[Stored items]
####
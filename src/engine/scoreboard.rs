//! Round wins and per-round box counts

use std::fmt;

use serde::{Deserialize, Serialize};

#[derive(Debug, Clone, Default)]
struct Entry {
    name: String,
    rounds_won: usize,
    boxes_this_round: u32,
}

/// Tally of one match, one entry per policy in seat order
#[derive(Debug, Clone, Default)]
pub struct Scoreboard {
    entries: Vec<Entry>,
}

impl Scoreboard {
    pub fn new<I, S>(names: I) -> Self
    where
        I: IntoIterator<Item = S>,
        S: Into<String>,
    {
        Self {
            entries: names
                .into_iter()
                .map(|name| Entry {
                    name: name.into(),
                    ..Entry::default()
                })
                .collect(),
        }
    }

    pub fn len(&self) -> usize {
        self.entries.len()
    }

    pub fn is_empty(&self) -> bool {
        self.entries.is_empty()
    }

    /// Zero every policy's box count for a new round.
    pub fn reset_boxes(&mut self) {
        for entry in &mut self.entries {
            entry.boxes_this_round = 0;
        }
    }

    pub fn add_boxes(&mut self, seat: usize, boxes: u32) {
        self.entries[seat].boxes_this_round += boxes;
    }

    pub fn record_win(&mut self, seat: usize) {
        self.entries[seat].rounds_won += 1;
    }

    pub fn boxes(&self) -> Vec<u32> {
        self.entries.iter().map(|e| e.boxes_this_round).collect()
    }

    pub fn rounds_won(&self, seat: usize) -> usize {
        self.entries[seat].rounds_won
    }

    /// Seats holding the highest box count this round.
    pub fn round_winners(&self) -> Vec<usize> {
        let best = self
            .entries
            .iter()
            .map(|e| e.boxes_this_round)
            .max()
            .unwrap_or(0);
        self.entries
            .iter()
            .enumerate()
            .filter(|(_, e)| e.boxes_this_round == best)
            .map(|(seat, _)| seat)
            .collect()
    }

    pub fn standings(&self, rounds_played: usize) -> Vec<Standing> {
        self.entries
            .iter()
            .enumerate()
            .map(|(seat, e)| Standing::new(seat + 1, &e.name, e.rounds_won, rounds_played))
            .collect()
    }
}

/// Cumulative result of one policy
#[derive(Debug, Clone, PartialEq, Serialize, Deserialize)]
pub struct Standing {
    /// One-based seat number.
    pub seat: usize,
    pub name: String,
    pub wins: usize,
    pub losses: usize,
    pub share: f64,
}

impl Standing {
    pub fn new(seat: usize, name: &str, wins: usize, rounds_played: usize) -> Self {
        let share = if rounds_played > 0 {
            wins as f64 / rounds_played as f64
        } else {
            0.0
        };
        Self {
            seat,
            name: name.to_string(),
            wins,
            losses: rounds_played.saturating_sub(wins),
            share,
        }
    }
}

impl fmt::Display for Standing {
    fn fmt(&self, f: &mut fmt::Formatter<'_>) -> fmt::Result {
        write!(
            f,
            "#{} {}: {} wins, {} losses. Share: {:.6}",
            self.seat, self.name, self.wins, self.losses, self.share
        )
    }
}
####
**How to complete this task**
Would you restate the entries word for word, omitting none?

**Reply to the task**
filename src/engine/scoreboard.rs
//! Round wins and per-round box counts

use std::fmt;

use serde::{Deserialize, Serialize};

#[derive(Debug, Clone, Default)]
struct Entry {
    name: String,
    rounds_won: usize,
    boxes_this_round: u32,
}

/// Tally of one match, one entry per policy in seat order
#[derive(Debug, Clone, Default)]
pub struct Scoreboard {
    entries: Vec<Entry>,
}

impl Scoreboard {
    pub fn new<I, S>(names: I) -> Self
    where
        I: IntoIterator<Item = S>,
        S: Into<String>,
    {
        Self {
            entries: names
                .into_iter()
                .map(|name| Entry {
                    name: name.into(),
                    ..Entry::default()
                })
                .collect(),
        }
    }

    pub fn len(&self) -> usize {
        self.entries.len()
    }

    pub fn is_empty(&self) -> bool {
        self.entries.is_empty()
    }

    /// Zero every policy's box count for a new round.
    pub fn reset_boxes(&mut self) {
        for entry in &mut self.entries {
            entry.boxes_this_round = 0;
        }
    }

    pub fn add_boxes(&mut self, seat: usize, boxes: u32) {
        self.entries[seat].boxes_this_round += boxes;
    }

    pub fn record_win(&mut self, seat: usize) {
        self.entries[seat].rounds_won += 1;
    }

    pub fn boxes(&self) -> Vec<u32> {
        self.entries.iter().map(|e| e.boxes_this_round).collect()
    }

    pub fn rounds_won(&self, seat: usize) -> usize {
        self.entries[seat].rounds_won
    }

    /// Seats holding the highest box count this round.
    pub fn round_winners(&self) -> Vec<usize> {
        let best = self
            .entries
            .iter()
            .map(|e| e.boxes_this_round)
            .max()
            .unwrap_or(0);
        self.entries
            .iter()
            .enumerate()
            .filter(|(_, e)| e.boxes_this_round == best)
            .map(|(seat, _)| seat)
            .collect()
    }

    pub fn standings(&self, rounds_played: usize) -> Vec<Standing> {
        self.entries
            .iter()
            .enumerate()
            .map(|(seat, e)| Standing::new(seat + 1, &e.name, e.rounds_won, rounds_played))
            .collect()
    }
}

/// Cumulative result of one policy
#[derive(Debug, Clone, PartialEq, Serialize, Deserialize)]
pub struct Standing {
    /// One-based seat number.
    pub seat: usize,
    pub name: String,
    pub wins: usize,
    pub losses: usize,
    pub share: f64,
}

impl Standing {
    pub fn new(seat: usize, name: &str, wins: usize, rounds_played: usize) -> Self {
        let share = if rounds_played > 0 {
            wins as f64 / rounds_played as f64
        } else {
            0.0
        };
        Self {
            seat,
            name: name.to_string(),
            wins,
            losses: rounds_played.saturating_sub(wins),
            share,
        }
    }
}

impl fmt::Display for Standing {
    fn fmt(&self, f: &mut fmt::Formatter<'_>) -> fmt::Result {
        write!(
            f,
            "#{} {}: {} wins, {} losses. Share: {:.6}",
            self.seat, self.name, self.wins, self.losses, self.share
        )
    }
}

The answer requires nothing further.